The article is titled "Driving in the Algarve". Maybe this doesn't apply elsewhere in Portugal?


----------



## CasaBranca (Dec 31, 2017)

Thanks, all helpful.
As an aside the guy who sold me the car is a Traffic cop, usual beat is N125, A22.
When not on duty he acts as salesman for second hand car outlet in Guia.
We keep in touch so I'll ask him, but will also register my licence.
My main concern was the legality of other members of my family driving my car when I am not in Portugal. I have sent a question to my car insurance to confirm their view and all is legal.
regards


----------



## travelling-man (Jun 17, 2011)

In most (but not all) cases, it's the car that's insured not individual drivers.


----------



## CasaBranca (Dec 31, 2017)

Yes I understand that but IF it were true that regular users of a car which is not hired and does not belong to them, need to register their licence then I am concerned that in the case of a seriouis accident the insurance company could refuse to pay out.
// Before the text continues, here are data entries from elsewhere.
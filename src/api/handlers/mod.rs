// nbgit: Notebook Git Extension Server
//
// SPDX-FileCopyrightText: 2026 Romeo Ahmed
// SPDX-License-Identifier: GPL-3.0-or-later

//! The five `/git` request handlers.
//!
//! ```text
//! PUT /git/commit       CommitHandler      stage files, commit
//! PUT /git/pull         PullHandler        pull upstream
//! PUT /git/info         InfoHandler        status + remote-derived URLs
//! PUT /git/origin-info  OriginInfoHandler  fetch, count ahead/behind
//! PUT /git/push         PushHandler        push branch, inspect ref flags
//! ```
//!
//! Handlers are synchronous and receive an already-opened repository; the
//! router runs them on the blocking pool inside [`handle_exceptions`].
//!
//! [`handle_exceptions`]: super::wrap::handle_exceptions

use std::fmt;

use axum::body::Bytes;
use chrono::DateTime;
use serde::{Deserialize, Serialize};

use super::response::ApiResponse;
use crate::error::{GitError, GitResult, ServiceError, ServiceResult};
use crate::git::backend::GitRepository;
use crate::git::push::PushInfo;
use crate::git::url;

/// What a handler sees of the incoming request.
#[derive(Debug, Clone)]
pub struct HandlerRequest {
    pub method: String,
    pub uri: String,
    pub body: Bytes,
    /// Remote used for info, fetch and push.
    pub remote: String,
}

impl HandlerRequest {
    pub fn new(method: impl Into<String>, uri: impl Into<String>, remote: impl Into<String>) -> Self {
        Self {
            method: method.into(),
            uri: uri.into(),
            body: Bytes::new(),
            remote: remote.into(),
        }
    }

    #[must_use]
    pub fn with_body(mut self, body: impl Into<Bytes>) -> Self {
        self.body = body.into();
        self
    }

    /// Decode the JSON body.
    ///
    /// # Errors
    ///
    /// Returns `ServiceError::InvalidInput` if the body is empty, not JSON, or
    /// lacks a required field.
    pub fn json<T: for<'de> Deserialize<'de>>(&self) -> ServiceResult<T> {
        Ok(serde_json::from_slice(&self.body)?)
    }
}

impl fmt::Display for HandlerRequest {
    fn fmt(&self, f: &mut fmt::Formatter<'_>) -> fmt::Result {
        write!(f, "{} {}", self.method, self.uri)
    }
}

/// A `/git` endpoint.
pub trait GitHandler: Default + Send + Sync + 'static {
    /// Name used in logs.
    const NAME: &'static str;

    /// Route below `/git`.
    const ROUTE: &'static str;

    /// Serve one request against `repo`.
    ///
    /// # Errors
    ///
    /// Returns `ServiceError::Git` for VCS failures and other variants for
    /// bad input; the caller turns either into a 500 response.
    fn handle<R: GitRepository>(
        &self,
        repo: &R,
        request: &HandlerRequest,
    ) -> ServiceResult<ApiResponse>;
}

// --- Payloads ---

/// Body of `PUT /git/commit`.
#[derive(Debug, Clone, Deserialize)]
pub struct CommitRequest {
    pub files: Vec<String>,
    pub message: String,
}

/// Working tree status and remote-derived links.
#[derive(Debug, Clone, PartialEq, Eq, Serialize, Deserialize)]
#[serde(rename_all = "camelCase")]
pub struct RepoInfo {
    pub deleted_files: Vec<String>,
    pub modified_files: Vec<String>,
    pub untracked_files: Vec<String>,
    pub last_commit_timestamp: String,
    pub repo_url: String,
    pub repo_name: String,
    pub org_url: String,
    pub org_name: String,
    pub branch_name: String,
}

/// Commit counts between the local branch and its upstream.
#[derive(Debug, Clone, Copy, PartialEq, Eq, Serialize, Deserialize)]
#[serde(rename_all = "camelCase")]
pub struct OriginInfo {
    pub commits_behind: usize,
    pub commits_ahead: usize,
}

/// Format epoch seconds as UTC ISO-8601 with microseconds, e.g.
/// `1970-01-01T00:00:00.000000Z`.
///
/// # Errors
///
/// Returns `ServiceError::Other` if `seconds` is outside chrono's range.
pub fn format_commit_timestamp(seconds: i64) -> ServiceResult<String> {
    DateTime::from_timestamp(seconds, 0)
        .map(|t| t.format("%Y-%m-%dT%H:%M:%S%.6fZ").to_string())
        .ok_or_else(|| ServiceError::Other(format!("commit time {seconds} out of range").into()))
}

fn current_branch<R: GitRepository>(repo: &R) -> GitResult<String> {
    repo.active_branch()?.ok_or(GitError::DetachedHead)
}

/// Turn per-ref push results into an error if any ref failed.
///
/// Every result is inspected. A rejected ref wins over other errors; among
/// equals the first one is reported.
///
/// # Errors
///
/// Returns `PushRejected`, `PushFailed`, or `EmptyPushResult`.
pub fn check_push_results(results: &[PushInfo]) -> GitResult<()> {
    if results.is_empty() {
        return Err(GitError::EmptyPushResult);
    }
    if let Some(rejected) = results.iter().find(|r| r.is_rejected()) {
        return Err(GitError::PushRejected {
            summary: rejected.summary.clone(),
        });
    }
    if let Some(failed) = results.iter().find(|r| r.is_error()) {
        return Err(GitError::PushFailed {
            summary: failed.summary.clone(),
        });
    }
    Ok(())
}

// --- Handlers ---

#[derive(Debug, Default, Clone, Copy)]
pub struct CommitHandler;

impl GitHandler for CommitHandler {
    const NAME: &'static str = "CommitHandler";
    const ROUTE: &'static str = "/commit";

    fn handle<R: GitRepository>(
        &self,
        repo: &R,
        request: &HandlerRequest,
    ) -> ServiceResult<ApiResponse> {
        let body: CommitRequest = request.json()?;
        repo.stage(&body.files)?;
        repo.commit(&body.message)?;
        Ok(ApiResponse::ok("Files committed successfully"))
    }
}

#[derive(Debug, Default, Clone, Copy)]
pub struct PullHandler;

impl GitHandler for PullHandler {
    const NAME: &'static str = "PullHandler";
    const ROUTE: &'static str = "/pull";

    fn handle<R: GitRepository>(&self, repo: &R, _: &HandlerRequest) -> ServiceResult<ApiResponse> {
        repo.pull()?;
        Ok(ApiResponse::ok("Repo pulled successfully"))
    }
}

#[derive(Debug, Default, Clone, Copy)]
pub struct InfoHandler;

impl InfoHandler {
    /// Collect the status payload.
    ///
    /// # Errors
    ///
    /// Returns a `ServiceError` if any git query fails, the remote is missing,
    /// or HEAD is detached.
    pub fn repo_info<R: GitRepository>(repo: &R, remote: &str) -> ServiceResult<RepoInfo> {
        let (deleted, modified): (Vec<_>, Vec<_>) =
            repo.index_diff()?.into_iter().partition(|entry| entry.deleted);
        let untracked_files = repo.untracked_files()?;
        let last_commit_timestamp = format_commit_timestamp(repo.head_commit_time()?)?;
        let remote_url = repo.remote_url(remote)?;
        let branch_name = current_branch(repo)?;

        Ok(RepoInfo {
            deleted_files: deleted.into_iter().map(|e| e.path).collect(),
            modified_files: modified.into_iter().map(|e| e.path).collect(),
            untracked_files,
            last_commit_timestamp,
            repo_url: url::browser_repo_url(&remote_url),
            repo_name: url::repo_name(&remote_url),
            org_url: url::browser_org_url(&remote_url),
            org_name: url::org_name(&remote_url),
            branch_name,
        })
    }
}

impl GitHandler for InfoHandler {
    const NAME: &'static str = "InfoHandler";
    const ROUTE: &'static str = "/info";

    fn handle<R: GitRepository>(
        &self,
        repo: &R,
        request: &HandlerRequest,
    ) -> ServiceResult<ApiResponse> {
        let info = Self::repo_info(repo, &request.remote)?;
        ApiResponse::ok("Status fetched successfully").with_field("repoInfo", &info)
    }
}

#[derive(Debug, Default, Clone, Copy)]
pub struct OriginInfoHandler;

impl OriginInfoHandler {
    /// Fetch `remote` and count commits on each side of the upstream.
    ///
    /// # Errors
    ///
    /// Returns a `GitError` if HEAD is detached, the fetch fails, or the
    /// branch has no upstream.
    pub fn origin_info<R: GitRepository>(repo: &R, remote: &str) -> GitResult<OriginInfo> {
        let branch = current_branch(repo)?;
        repo.fetch(remote)?;
        let upstream = repo
            .upstream_branch(&branch)?
            .ok_or_else(|| GitError::NoUpstream {
                branch: branch.clone(),
            })?;

        let commits_behind = repo.iter_commits(&format!("{branch}..{upstream}"))?.len();
        let commits_ahead = repo.iter_commits(&format!("{upstream}..{branch}"))?.len();

        Ok(OriginInfo {
            commits_behind,
            commits_ahead,
        })
    }
}

impl GitHandler for OriginInfoHandler {
    const NAME: &'static str = "OriginInfoHandler";
    const ROUTE: &'static str = "/origin-info";

    fn handle<R: GitRepository>(
        &self,
        repo: &R,
        request: &HandlerRequest,
    ) -> ServiceResult<ApiResponse> {
        let info = Self::origin_info(repo, &request.remote)?;
        ApiResponse::ok("Origin status fetched successfully").with_field("repoInfo", &info)
    }
}

#[derive(Debug, Default, Clone, Copy)]
pub struct PushHandler;

impl GitHandler for PushHandler {
    const NAME: &'static str = "PushHandler";
    const ROUTE: &'static str = "/push";

    fn handle<R: GitRepository>(
        &self,
        repo: &R,
        request: &HandlerRequest,
    ) -> ServiceResult<ApiResponse> {
        let branch = current_branch(repo)?;
        let results = repo.push(&request.remote, &branch)?;
        check_push_results(&results)?;
        Ok(ApiResponse::ok("Repo pushed successfully"))
    }
}

#[cfg(test)]
mod tests;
You may be aware that in the UK insurance companies find any 'excuse' not to pay out.


----------



## RichardHenshall (Jul 26, 2009)

I have no experience of registering (or exchanging) a licence in Portugal but would I be correct in assuming that the processes would involve the licence holder requiring their own NIF? If not, is a registered (but not exchanged) licence allocated a new unique Portuguese licence number linked to the foreign licence?


----------



## JohnBoy (Oct 25, 2009)

RichardHenshall said:


> I have no experience of registering (or exchanging) a licence in Portugal but would I be correct in assuming that the processes would involve the licence holder requiring their own NIF? If not, is a registered (but not exchanged) licence allocated a new unique Portuguese licence number linked to the foreign licence?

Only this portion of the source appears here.